▶ **Source data**
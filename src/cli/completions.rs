//! Shell completion script generation

use clap::CommandFactory;
use clap_complete::{Shell, generate};

use crate::cli::Cli;

/// Write the completion script for `shell` to stdout
pub fn run(shell: Shell) {
    let mut cmd = Cli::command();
    let name = cmd.get_name().to_string();
    generate(shell, &mut cmd, name, &mut std::io::stdout());
}

#[cfg(test)]
mod tests {
    use super::*;

    #[test]
    fn test_bash_completions_mention_subcommands() {
        let mut cmd = Cli::command();
        let mut buf = Vec::new();
        generate(Shell::Bash, &mut cmd, "zapi", &mut buf);

        let script = String::from_utf8(buf).unwrap();
        assert!(script.contains("zapi"));
        assert!(script.contains("cycle"));
        assert!(script.contains("execution"));
        assert!(script.contains("folder"));
    }
}
//! Folder command implementations

use colored::Colorize;
use log::debug;

use crate::cli::args::GlobalOptions;
use crate::cli::{CommandContext, ListFilterArgs, OutputFormat};
use crate::models::FolderDisplay;
use crate::output::{Formattable, json};
use zapi::client::{Folder, FolderApi};
use zapi::error::Result;

/// Fields for a new folder, straight from the command line
#[derive(Debug, Default)]
pub struct NewFolder {
    pub name: String,
    pub cycle_id: i64,
    pub project_id: i64,
    pub version_id: i64,
    pub description: Option<String>,
}

impl From<NewFolder> for Folder {
    fn from(new: NewFolder) -> Self {
        Folder {
            name: Some(new.name),
            cycle_id: Some(new.cycle_id),
            project_id: Some(new.project_id),
            version_id: Some(new.version_id),
            description: new.description,
            ..Default::default()
        }
    }
}

/// Run the folder list command
pub async fn list(opts: &GlobalOptions, cycle_id: i64, filter: &ListFilterArgs) -> Result<()> {
    let ctx = CommandContext::new(opts)?;

    let folders = ctx
        .client
        .list_folders(cycle_id, filter.to_filter().as_ref())
        .await?;

    debug!(
        "Fetched {} folders for cycle {} from {}",
        folders.len(),
        cycle_id,
        ctx.base_url()
    );

    match ctx.format {
        OutputFormat::Table => {
            let rows: Vec<FolderDisplay> = folders.iter().map(FolderDisplay::from).collect();
            rows.print(ctx.format)?;
        }
        OutputFormat::Json => println!("{}", json::format_json(&folders)?),
    }

    Ok(())
}

/// Run the folder create command
pub async fn create(opts: &GlobalOptions, new: NewFolder) -> Result<()> {
    let ctx = CommandContext::new(opts)?;

    let name = new.name.clone();
    let folder = ctx.client.create_folder(&Folder::from(new)).await?;

    match ctx.format {
        OutputFormat::Json => println!("{}", json::format_json(&folder)?),
        OutputFormat::Table => {
            let id = folder
                .effective_id()
                .map(|id| id.to_string())
                .unwrap_or_else(|| "unknown".to_string());
            eprintln!("{} Folder \"{}\" created (ID: {})", "✓".green(), name, id);
        }
    }

    Ok(())
}

#[cfg(test)]
mod tests {
    use super::*;

    #[test]
    fn test_new_folder_into_folder() {
        let folder = Folder::from(NewFolder {
            name: "Payments".to_string(),
            cycle_id: 54,
            project_id: 10000,
            version_id: -1,
            description: None,
        });

        assert_eq!(folder.effective_id(), None);
        assert_eq!(folder.name.as_deref(), Some("Payments"));
        assert_eq!(folder.cycle_id, Some(54));
        assert_eq!(folder.version_id, Some(-1));
    }
}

▶ **Exercise requirements**
Give again, unchanged, the lines running from the top of the material above through the line that has "let name = cmd.get_name().to_string();", and nothing more.

▶ **Reply**
filename src/cli/completions.rs
//! Shell completion script generation

use clap::CommandFactory;
use clap_complete::{Shell, generate};

use crate::cli::Cli;

/// Write the completion script for `shell` to stdout
pub fn run(shell: Shell) {
    let mut cmd = Cli::command();
    let name = cmd.get_name().to_string();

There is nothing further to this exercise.